>>65201522 checked, Grumman stopped making TBF Avengers at Bethpage—handed that plane off to be produced as the TBM by Eastern Aircraft Division of General Motors— so they could spend rest of the war building only F6Fs.
>>65201522 I wonder how many didn't even get to do anything and sat un depots as replacements. Sure there's some land-based usage, foreign sales and training, but the US carrier force was not THAT big.
>>65202879 Far fewer than you probably think. The US lost nearly 3000 Hellcats over the course of WWII, and that excludes ones that were simply worn out and rotated out for ones that weren't. WWII aircraft were not at all built to last.
>>65205393 The USA didn't even give anything to USSR until 1942. The Bongs kept them in the fight for two years. Hell, they started a completely separate war just to open up a land route into Russia to do it.

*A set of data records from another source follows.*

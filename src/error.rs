use thiserror::Error;

/// Result alias used throughout the crate.
pub type Result<T, E = ListError> = std::result::Result<T, E>;

/// Everything that can go wrong while using an [`ArrayList`](crate::ArrayList)
/// or one of its [`Snapshot`](crate::Snapshot) iterators.
/// Each kind is distinct so callers can tell a bad index from a missing value
/// from an empty list.
#[derive(Error, Debug, Clone, PartialEq, Eq)]
#[non_exhaustive]
pub enum ListError {
	/// The position is outside the valid range for the operation.
	#[error("index {index} out of range for list of length {len}")]
	IndexOutOfRange {
		/// Requested position
		index: usize,
		/// Logical size of the list at the time of the call
		len:   usize,
	},

	/// The operation needs at least one element.
	#[error("list is empty")]
	EmptyCollection,

	/// A value-based lookup found no equal element.
	#[error("element not found in list")]
	ElementNotFound,

	/// The iterator has no elements left.
	#[error("iterator exhausted")]
	NoSuchElement,

	/// Iterator removal without a preceding, unconsumed `next`.
	#[error("remove called without a preceding next")]
	InvalidState,

	/// The list changed underneath an iterator.
	#[error("list modified during iteration: expected change {expected}, found {found}")]
	ConcurrentChange {
		/// Change counter the iterator last saw
		expected: u64,
		/// Change counter the list holds now
		found:    u64,
	},

	/// The requested capability is not provided.
	#[error("unsupported operation: {0}")]
	UnsupportedOperation(&'static str),
}
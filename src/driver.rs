//! Per-device driver instance and its stream lifecycle hooks.
//!
//! [`Es9028q2m`] owns the register transport and the last negotiated
//! [`DaiFormat`]. The host framework calls the hooks in this order for a
//! playback stream:
//!
//! ```text
//! set_fmt → startup → hw_params → prepare → trigger(Start) …
//!     … trigger(Stop) → shutdown
//! ```
//!
//! The output stays muted from startup until prepare, so format and rate
//! changes are never audible.

use crate::bus::{update_bits, RegisterBus};
use crate::controls::DIGITAL_PLAYBACK_VOLUME;
use crate::mute::{Trigger, MUTE_MASK};
use crate::registers::{REG_DPLL, REG_GENERAL_SET, REG_INPUT_CONFIG, REG_MASTER_MODE};
use crate::stream::{
    serial_width_bits, ClockInversion, ClockRole, ClockTuning, DaiFormat, FrameFormat,
    StreamParams, WIDTH_FIELD_MASK,
};
use crate::Error;

/// ES9028Q2M control driver over a [`RegisterBus`] transport.
///
/// One instance per chip. The host framework is expected to serialize
/// control changes and lifecycle hooks for a given instance; the driver
/// itself does no locking.
pub struct Es9028q2m<B> {
    bus: B,
    dai_format: Option<DaiFormat>,
}

impl<B: RegisterBus> Es9028q2m<B> {
    /// Create a driver instance over `bus`. No register is touched until a
    /// lifecycle hook or control write runs.
    pub fn new(bus: B) -> Self {
        Self {
            bus,
            dai_format: None,
        }
    }

    /// Access the transport, e.g. to apply a control binding:
    /// `CHANNEL_MUTE.set(dac.bus_mut(), 3)`.
    pub fn bus_mut(&mut self) -> &mut B {
        &mut self.bus
    }

    /// Release the transport.
    pub fn release(self) -> B {
        self.bus
    }

    /// The last format stored by [`Self::set_fmt`], if any.
    #[must_use]
    pub fn dai_format(&self) -> Option<DaiFormat> {
        self.dai_format
    }

    /// Store the negotiated interface format.
    ///
    /// Only plain I2S with non-inverted clocks is accepted; on rejection the
    /// previously stored format stays in effect. The clock role is recorded
    /// here but enforced at [`Self::startup`].
    pub fn set_fmt(&mut self, format: DaiFormat) -> Result<(), Error<B::BusError>> {
        if format.frame != FrameFormat::I2s {
            return Err(Error::UnsupportedFormat);
        }
        if format.inversion != ClockInversion::Normal {
            return Err(Error::UnsupportedFormat);
        }
        self.dai_format = Some(format);
        Ok(())
    }

    /// Stream startup: verify the negotiated clock role, then mute.
    ///
    /// A master role (or a missing negotiation) is rejected before any
    /// register access, so a refused stream leaves the hardware untouched.
    pub fn startup(&mut self) -> Result<(), Error<B::BusError>> {
        match self.dai_format {
            Some(format) if format.role == ClockRole::Slave => {}
            _ => return Err(Error::UnsupportedClockRole),
        }
        self.mute()
    }

    /// Stream shutdown: mute.
    pub fn shutdown(&mut self) -> Result<(), Error<B::BusError>> {
        self.mute()
    }

    /// Apply negotiated hardware parameters.
    ///
    /// Merges the serial width bits into the input-configuration register,
    /// preserving its low six bits, then writes the DPLL bandwidth and
    /// master-mode pair for the sample rate. An unsupported bit depth is
    /// rejected before any register access. An unlisted sample rate is not
    /// an error: the 48k low-tier tuning is substituted (and logged when the
    /// `defmt` feature is active).
    pub fn hw_params(&mut self, params: StreamParams) -> Result<(), Error<B::BusError>> {
        let width = serial_width_bits(params.bit_depth).ok_or(Error::UnsupportedFormat)?;
        let iface = self.bus.read_register(REG_INPUT_CONFIG)? & !WIDTH_FIELD_MASK;
        self.bus.write_register(REG_INPUT_CONFIG, iface | width)?;

        let tuning = ClockTuning::for_rate(params.sample_rate_hz);
        #[cfg(feature = "defmt")]
        if tuning.fallback {
            defmt::warn!(
                "unlisted sample rate {=u32} Hz, substituting 48k low-tier tuning",
                params.sample_rate_hz
            );
        }
        self.bus.write_register(REG_DPLL, tuning.dpll_bandwidth)?;
        self.bus.write_register(REG_MASTER_MODE, tuning.master_mode)?;
        Ok(())
    }

    /// Prepare for playback: unmute. Runs after [`Self::hw_params`], before
    /// the first trigger.
    pub fn prepare(&mut self) -> Result<(), Error<B::BusError>> {
        self.unmute()
    }

    /// Handle a stream trigger. Stop-like triggers mute; start-like
    /// triggers issue no register write (prepare already unmuted).
    pub fn trigger(&mut self, trigger: Trigger) -> Result<(), Error<B::BusError>> {
        if trigger.mutes() {
            self.mute()
        } else {
            Ok(())
        }
    }

    /// Set both mute bits in the general-settings register.
    pub fn mute(&mut self) -> Result<(), Error<B::BusError>> {
        update_bits(&mut self.bus, REG_GENERAL_SET, MUTE_MASK, MUTE_MASK)?;
        Ok(())
    }

    /// Clear both mute bits in the general-settings register.
    ///
    /// Like [`Self::mute`] this is a read-modify-write: the FIR and IIR
    /// filter selects share the byte and must survive the unmute.
    pub fn unmute(&mut self) -> Result<(), Error<B::BusError>> {
        update_bits(&mut self.bus, REG_GENERAL_SET, MUTE_MASK, 0x00)?;
        Ok(())
    }

    /// Set the stereo digital volume: the same attenuation byte is written
    /// to both channel registers (left first, no atomicity across the pair).
    pub fn set_volume(&mut self, value: u8) -> Result<(), Error<B::BusError>> {
        DIGITAL_PLAYBACK_VOLUME.set(&mut self.bus, value)
    }
}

>>65205402 Aid to the soviets started in the summer of '41, with lend lease starting in October of that year. Considering the soviets weren't in the war until June 22 of '41 it's not like the US failing to ramp up aid until 1942 is some big gotcha.
>>65204422 checked, /k/ Catalog should be filled with threads like this, it's an Imageboard. photograph, picture topics are the core of this board's mission (not in reality-practice unfortunately)
>>65205402 We had been selling aid to Britain, Soviets, etc until lend lease was signed in March of '41. Then we gave away almost $700,000,000,000 on faith.
>>65202879 >>65203784 Attrition for Allied carrier operations (especially in the Pacific) was high outside of actual combat engagement, thousands of planes were not lost to enemy action or fire. Just returning to the aircraft carrier was hazardous enough. Loss of fuel, missing the arresting cable, smacking the deck too rapidly/hard, striking other parked aircraft on flight deck, crashing the barrier, explosion of residual fuel/fire. That's where most of the airframe losses and casualties occurred.
>>65206207 It should be, but lack of replies and overall contribution by others is apparent. The people who cared were driven off the board by the war tourists/shills.
>>65205549 >book agents To those not in the know, "book agents" were the OG telemarketers, and they often would knock on your door at two times of the day, that being early morning when you are either about to go to work or are relaxing, or during the early evening when you have just gotten off work or are just relaxing. Needless to say, these people were very quickly hated.
>>65218255 NTA but I was aware of the reputation for door-to-door sales of things like encyclopedias, but the specific term 'book agent' is new to me. Probably not helped by a literary agent being a completely different occupation and much more common today.